Akah halnya hotel Siti, kabarnya, untuk men-take over bangunan apartemen yang mangkrak itu memerlukan dana Rp 40-Rp 60 milyar. Padahal, uang yang didapat dari Patungan Usaha dan Patungan Aset, baru Rp 19 milyar. Masih tombok. Hotel yang mulai beroperasi sejak 2015 itu sampai hari ini masih sepi tamu dan terus merugi dengan menanggung beban utang ke bank yang setiap bulan mesti dibayar.

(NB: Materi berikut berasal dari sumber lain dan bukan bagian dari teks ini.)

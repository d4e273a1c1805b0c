// SPDX-License-Identifier: BUSL-1.1
// Copyright (c) 2026 Alfred Jean LLC

//! ICARUS execution engine: admission, phase sequencing, approval gate.

mod broadcast;
mod error;
mod executor;
mod runtime;
mod scheduler;

#[cfg(test)]
pub(crate) mod test_helpers;

pub use broadcast::{BroadcastHub, StreamMessage, SUBSCRIBER_BUFFER};
pub use error::EngineError;
pub use runtime::{Engine, EngineDeps};

use icarus_core::{Event, Job, JobStatus};
use icarus_storage::MaterializedState;
use parking_lot::Mutex;
use std::path::PathBuf;
use std::sync::Arc;
use tokio::sync::{mpsc, oneshot};

/// Mailbox messages for the engine actor loop.
///
/// All Job mutation is serialized through this mailbox; the gateway's
/// commands round-trip with a oneshot reply.
pub enum EngineMsg {
    Event(Event),
    Submit {
        task: String,
        project_path: PathBuf,
        reply: oneshot::Sender<Result<Job, EngineError>>,
    },
    Approve {
        job_id: String,
        approved: bool,
        comment: Option<String>,
        reply: oneshot::Sender<Result<JobStatus, EngineError>>,
    },
    Shutdown {
        reply: oneshot::Sender<()>,
    },
}

/// Cloneable handle the gateway uses to reach the engine.
#[derive(Clone)]
pub struct EngineHandle {
    tx: mpsc::Sender<EngineMsg>,
    state: Arc<Mutex<MaterializedState>>,
    hub: BroadcastHub,
}

impl EngineHandle {
    pub(crate) fn new(
        tx: mpsc::Sender<EngineMsg>,
        state: Arc<Mutex<MaterializedState>>,
        hub: BroadcastHub,
    ) -> Self {
        Self { tx, state, hub }
    }

    pub async fn submit(&self, task: String, project_path: PathBuf) -> Result<Job, EngineError> {
        let (reply, rx) = oneshot::channel();
        self.tx
            .send(EngineMsg::Submit { task, project_path, reply })
            .await
            .map_err(|_| EngineError::Unavailable)?;
        rx.await.map_err(|_| EngineError::Unavailable)?
    }

    pub async fn approve(
        &self,
        job_id: &str,
        approved: bool,
        comment: Option<String>,
    ) -> Result<JobStatus, EngineError> {
        let (reply, rx) = oneshot::channel();
        self.tx
            .send(EngineMsg::Approve { job_id: job_id.to_string(), approved, comment, reply })
            .await
            .map_err(|_| EngineError::Unavailable)?;
        rx.await.map_err(|_| EngineError::Unavailable)?
    }

    /// Feed a callback-derived event into the engine loop.
    pub async fn send_event(&self, event: Event) -> Result<(), EngineError> {
        self.tx.send(EngineMsg::Event(event)).await.map_err(|_| EngineError::Unavailable)
    }

    /// Request graceful shutdown; resolves when the loop has drained.
    pub async fn shutdown(&self) -> Result<(), EngineError> {
        let (reply, rx) = oneshot::channel();
        self.tx.send(EngineMsg::Shutdown { reply }).await.map_err(|_| EngineError::Unavailable)?;
        rx.await.map_err(|_| EngineError::Unavailable)
    }

    pub fn job(&self, job_id: &str) -> Option<Job> {
        self.state.lock().get_job(job_id).cloned()
    }

    /// Serialized read access to the materialized state.
    pub fn with_state<T>(&self, f: impl FnOnce(&MaterializedState) -> T) -> T {
        let state = self.state.lock();
        f(&state)
    }

    pub fn subscribe(&self, job_id: &str) -> mpsc::Receiver<StreamMessage> {
        self.hub.subscribe(job_id)
    }

    pub fn publish_log(&self, job_id: &str, message: String) {
        self.hub.publish_log(job_id, message);
    }
}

Pada Oktober 2017, di hadapan para jurnalis, Yusuf Mansur mengemukakan bahwa ada opsi untuk menjual hotel Siti. Nilainya, waktu itu ditaksir Rp 160 milyar. Masalahnya, siapa yang hendak membeli? Faktanya, sampai hari ini hotel Siti sepi penyewa, dan selama pandemi Covid-19, hotel yang sudah sepi tamu itu semakin sepi lagi. Bahkan, restoran yang ada di depan lobi, juga tutup.
Lalu, bagi mereka yang hendak mengambil investasinya yang sudah ngendon selama 8-9 tahun tersebut, tidak begitu mudah. Alasannya macam-macam. Ada yang minta sertifikat asli keikutsertaan sebagai Peserta Patungan Usaha dan Patungan Aset, bukti transfer, dan sebagainya. Setelah semua permintaan dipenuhi, berbulan bahkan bertahun-tahun juga belum dikembalikan. Ada yang berbulan-bulan setiap pekan menagih karena akan dipakai untuk persalinan, baru dipenuhi. Itu pun hanya pokoknya saja, tidak ada uang kerahiman sebagaimana dijanjikan di muka. Uang ngendon selama 8-9 tahun, tidak ada keuntungan yang didapat. Alasannya: hotel masih merugi!
Hotel Siti menempati salah satu dari 2 tower yang ada. Berlantai 11 dengan 130 kamar. Sejak dibuka pada tahun 2015, hotel ini berstatus sebagai hotel syariah dengan manajemen Horison. Pada tahun 2017, hotel Siti tak lagi dikelola oleh manajemen Horison. Maka, manajemen mengubah status dari hotel syariah menjadi hotel konvensional. Dan di lantai 3 dan 4 juga dipakai sebagai kontrakan dengan sewa Rp 2,5 juta per bulan. Itu pun, masih juga sepi dan merugi. Yusuf Mansur hanya di bibir saja ingin mengembalikan dana investor. Faktanya, mereka yang sudah mencoba menarik investasinya, dipersulit dan tak kunjung cair! Wallahu A’lam!